Dataset entries

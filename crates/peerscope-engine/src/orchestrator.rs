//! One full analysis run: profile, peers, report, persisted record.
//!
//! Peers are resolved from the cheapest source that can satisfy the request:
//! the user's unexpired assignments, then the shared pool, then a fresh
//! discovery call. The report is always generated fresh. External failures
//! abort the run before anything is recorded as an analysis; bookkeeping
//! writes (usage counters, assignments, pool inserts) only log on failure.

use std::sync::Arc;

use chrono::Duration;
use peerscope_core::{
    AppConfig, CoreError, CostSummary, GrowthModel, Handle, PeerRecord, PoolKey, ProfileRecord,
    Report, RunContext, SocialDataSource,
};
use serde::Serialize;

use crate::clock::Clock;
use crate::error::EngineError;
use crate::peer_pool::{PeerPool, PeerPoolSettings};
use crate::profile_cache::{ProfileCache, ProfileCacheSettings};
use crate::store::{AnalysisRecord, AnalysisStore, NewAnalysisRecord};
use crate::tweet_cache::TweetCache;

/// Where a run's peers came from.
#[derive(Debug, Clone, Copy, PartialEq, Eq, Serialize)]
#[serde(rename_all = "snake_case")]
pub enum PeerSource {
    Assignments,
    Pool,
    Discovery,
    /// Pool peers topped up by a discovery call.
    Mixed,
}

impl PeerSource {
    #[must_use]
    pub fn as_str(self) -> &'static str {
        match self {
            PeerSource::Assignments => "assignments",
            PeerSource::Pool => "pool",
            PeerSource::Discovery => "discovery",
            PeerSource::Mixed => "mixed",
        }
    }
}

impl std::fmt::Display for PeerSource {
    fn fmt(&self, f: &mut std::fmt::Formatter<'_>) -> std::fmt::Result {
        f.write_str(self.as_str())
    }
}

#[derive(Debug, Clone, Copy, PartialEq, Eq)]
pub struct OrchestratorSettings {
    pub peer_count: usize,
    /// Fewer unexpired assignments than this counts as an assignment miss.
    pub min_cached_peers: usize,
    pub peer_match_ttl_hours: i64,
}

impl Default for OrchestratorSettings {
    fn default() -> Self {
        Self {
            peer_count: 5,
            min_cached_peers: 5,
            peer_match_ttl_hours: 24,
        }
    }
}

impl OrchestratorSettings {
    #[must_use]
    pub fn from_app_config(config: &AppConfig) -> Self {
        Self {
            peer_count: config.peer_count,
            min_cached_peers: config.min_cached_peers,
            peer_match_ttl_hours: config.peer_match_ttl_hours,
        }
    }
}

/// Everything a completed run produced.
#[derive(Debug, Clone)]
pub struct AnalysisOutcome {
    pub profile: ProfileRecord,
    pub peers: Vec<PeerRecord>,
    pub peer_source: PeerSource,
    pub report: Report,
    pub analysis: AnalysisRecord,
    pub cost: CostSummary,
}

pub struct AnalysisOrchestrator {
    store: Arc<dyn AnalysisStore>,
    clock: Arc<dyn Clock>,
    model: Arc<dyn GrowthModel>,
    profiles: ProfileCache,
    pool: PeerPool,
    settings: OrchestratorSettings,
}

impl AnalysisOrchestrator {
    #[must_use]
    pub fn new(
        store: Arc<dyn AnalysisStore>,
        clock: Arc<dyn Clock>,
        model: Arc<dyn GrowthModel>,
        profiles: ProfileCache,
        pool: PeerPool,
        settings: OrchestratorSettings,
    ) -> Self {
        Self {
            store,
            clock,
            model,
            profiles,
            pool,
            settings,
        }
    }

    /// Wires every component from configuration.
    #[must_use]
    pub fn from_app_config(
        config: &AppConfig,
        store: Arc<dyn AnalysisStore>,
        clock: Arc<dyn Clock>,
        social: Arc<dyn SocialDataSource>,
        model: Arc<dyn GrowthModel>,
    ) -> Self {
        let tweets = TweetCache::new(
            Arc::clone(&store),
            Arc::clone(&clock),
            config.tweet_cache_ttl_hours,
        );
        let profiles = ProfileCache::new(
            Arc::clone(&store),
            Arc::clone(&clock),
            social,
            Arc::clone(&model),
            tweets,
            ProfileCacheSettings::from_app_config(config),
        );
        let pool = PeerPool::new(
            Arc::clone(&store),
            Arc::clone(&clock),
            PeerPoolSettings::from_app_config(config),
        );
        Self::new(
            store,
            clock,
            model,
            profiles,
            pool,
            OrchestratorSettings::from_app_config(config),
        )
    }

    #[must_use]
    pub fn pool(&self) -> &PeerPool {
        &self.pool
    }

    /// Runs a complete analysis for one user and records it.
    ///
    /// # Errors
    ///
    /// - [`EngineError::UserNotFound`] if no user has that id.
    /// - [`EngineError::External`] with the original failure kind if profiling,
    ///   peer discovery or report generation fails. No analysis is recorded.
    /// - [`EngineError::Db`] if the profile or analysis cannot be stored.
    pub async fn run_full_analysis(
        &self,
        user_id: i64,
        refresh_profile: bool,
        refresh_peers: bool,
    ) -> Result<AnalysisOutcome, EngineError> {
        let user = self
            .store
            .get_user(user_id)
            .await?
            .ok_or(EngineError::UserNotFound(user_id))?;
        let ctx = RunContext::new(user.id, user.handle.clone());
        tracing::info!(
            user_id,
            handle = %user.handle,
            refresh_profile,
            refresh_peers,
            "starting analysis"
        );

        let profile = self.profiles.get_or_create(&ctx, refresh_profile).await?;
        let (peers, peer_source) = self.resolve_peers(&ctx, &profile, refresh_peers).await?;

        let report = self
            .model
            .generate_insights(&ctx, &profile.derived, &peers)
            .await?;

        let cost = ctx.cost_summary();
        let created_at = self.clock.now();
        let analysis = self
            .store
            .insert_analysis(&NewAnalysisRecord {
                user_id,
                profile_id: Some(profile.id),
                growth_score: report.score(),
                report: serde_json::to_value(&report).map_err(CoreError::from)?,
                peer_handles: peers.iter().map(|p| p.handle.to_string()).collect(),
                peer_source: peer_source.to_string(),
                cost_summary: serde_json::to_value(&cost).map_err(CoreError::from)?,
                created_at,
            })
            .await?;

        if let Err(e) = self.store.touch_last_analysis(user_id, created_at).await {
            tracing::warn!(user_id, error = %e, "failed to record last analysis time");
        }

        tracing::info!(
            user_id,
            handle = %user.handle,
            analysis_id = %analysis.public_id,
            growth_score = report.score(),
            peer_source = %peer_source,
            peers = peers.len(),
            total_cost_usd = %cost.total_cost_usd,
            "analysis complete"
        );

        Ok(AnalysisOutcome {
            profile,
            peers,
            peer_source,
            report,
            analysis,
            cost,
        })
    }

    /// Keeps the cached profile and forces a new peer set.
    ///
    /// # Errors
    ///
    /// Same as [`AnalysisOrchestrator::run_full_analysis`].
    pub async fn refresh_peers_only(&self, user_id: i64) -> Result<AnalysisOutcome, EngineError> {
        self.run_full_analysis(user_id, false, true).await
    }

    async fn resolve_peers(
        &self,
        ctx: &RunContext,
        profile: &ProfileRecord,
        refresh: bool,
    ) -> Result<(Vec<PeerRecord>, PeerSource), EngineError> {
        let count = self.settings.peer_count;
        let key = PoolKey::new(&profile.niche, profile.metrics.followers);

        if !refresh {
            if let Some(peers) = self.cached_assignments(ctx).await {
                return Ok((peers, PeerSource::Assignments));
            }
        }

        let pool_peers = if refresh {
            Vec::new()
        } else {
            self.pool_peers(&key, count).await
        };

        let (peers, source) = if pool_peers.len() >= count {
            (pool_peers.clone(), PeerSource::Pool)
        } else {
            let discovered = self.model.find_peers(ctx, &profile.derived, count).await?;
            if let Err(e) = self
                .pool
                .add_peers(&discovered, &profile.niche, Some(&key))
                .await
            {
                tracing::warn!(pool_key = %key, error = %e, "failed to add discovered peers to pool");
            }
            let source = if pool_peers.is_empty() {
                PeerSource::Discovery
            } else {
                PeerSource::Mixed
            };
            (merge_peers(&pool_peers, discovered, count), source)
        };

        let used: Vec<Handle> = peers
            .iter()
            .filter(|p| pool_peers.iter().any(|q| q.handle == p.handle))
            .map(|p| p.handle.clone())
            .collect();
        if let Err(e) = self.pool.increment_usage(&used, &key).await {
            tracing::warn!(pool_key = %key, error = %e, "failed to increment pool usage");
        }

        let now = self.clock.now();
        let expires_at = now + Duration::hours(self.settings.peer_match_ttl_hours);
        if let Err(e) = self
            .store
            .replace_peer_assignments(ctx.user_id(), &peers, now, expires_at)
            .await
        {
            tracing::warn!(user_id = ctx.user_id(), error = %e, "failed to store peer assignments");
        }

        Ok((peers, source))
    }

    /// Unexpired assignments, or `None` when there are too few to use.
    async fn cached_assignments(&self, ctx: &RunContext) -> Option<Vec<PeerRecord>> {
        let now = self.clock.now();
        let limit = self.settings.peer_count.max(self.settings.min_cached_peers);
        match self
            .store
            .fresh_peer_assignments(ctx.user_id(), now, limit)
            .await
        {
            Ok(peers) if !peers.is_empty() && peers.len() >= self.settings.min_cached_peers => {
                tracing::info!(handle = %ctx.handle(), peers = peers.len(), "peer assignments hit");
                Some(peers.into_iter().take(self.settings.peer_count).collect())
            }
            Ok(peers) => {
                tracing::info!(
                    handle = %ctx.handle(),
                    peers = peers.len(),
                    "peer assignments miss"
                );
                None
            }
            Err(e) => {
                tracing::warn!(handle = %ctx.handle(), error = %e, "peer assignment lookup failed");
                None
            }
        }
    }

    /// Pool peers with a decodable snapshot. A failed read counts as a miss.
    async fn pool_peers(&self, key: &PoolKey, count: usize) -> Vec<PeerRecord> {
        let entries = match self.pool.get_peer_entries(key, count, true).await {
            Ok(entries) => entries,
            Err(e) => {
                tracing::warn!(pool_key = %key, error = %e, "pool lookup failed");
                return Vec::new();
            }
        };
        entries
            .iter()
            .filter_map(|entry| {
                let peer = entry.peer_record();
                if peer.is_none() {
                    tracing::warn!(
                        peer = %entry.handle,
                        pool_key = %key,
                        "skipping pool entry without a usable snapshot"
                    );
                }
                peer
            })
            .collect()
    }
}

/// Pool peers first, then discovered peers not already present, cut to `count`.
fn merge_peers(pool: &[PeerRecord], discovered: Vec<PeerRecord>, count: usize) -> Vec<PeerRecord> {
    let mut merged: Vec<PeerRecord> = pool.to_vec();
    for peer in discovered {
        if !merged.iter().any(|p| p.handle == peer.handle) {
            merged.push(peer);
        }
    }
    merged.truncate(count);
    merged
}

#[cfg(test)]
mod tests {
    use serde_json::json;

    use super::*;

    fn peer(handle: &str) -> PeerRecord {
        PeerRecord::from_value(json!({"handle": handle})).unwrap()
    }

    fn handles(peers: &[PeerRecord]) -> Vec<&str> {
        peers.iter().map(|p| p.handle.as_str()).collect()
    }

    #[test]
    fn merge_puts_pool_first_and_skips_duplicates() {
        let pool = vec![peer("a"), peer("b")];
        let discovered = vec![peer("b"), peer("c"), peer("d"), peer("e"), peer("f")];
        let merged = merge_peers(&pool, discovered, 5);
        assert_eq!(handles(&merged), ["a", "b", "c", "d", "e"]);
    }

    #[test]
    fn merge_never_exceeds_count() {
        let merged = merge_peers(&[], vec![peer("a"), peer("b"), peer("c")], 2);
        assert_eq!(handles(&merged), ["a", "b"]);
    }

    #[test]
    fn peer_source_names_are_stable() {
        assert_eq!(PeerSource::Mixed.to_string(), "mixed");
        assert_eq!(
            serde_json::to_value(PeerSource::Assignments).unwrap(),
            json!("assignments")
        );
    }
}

What you need to do: Which lines of the data include the string "Serialize"? Copy each of them.

Result of the exercise:
use serde::Serialize;
#[derive(Debug, Clone, Copy, PartialEq, Eq, Serialize)]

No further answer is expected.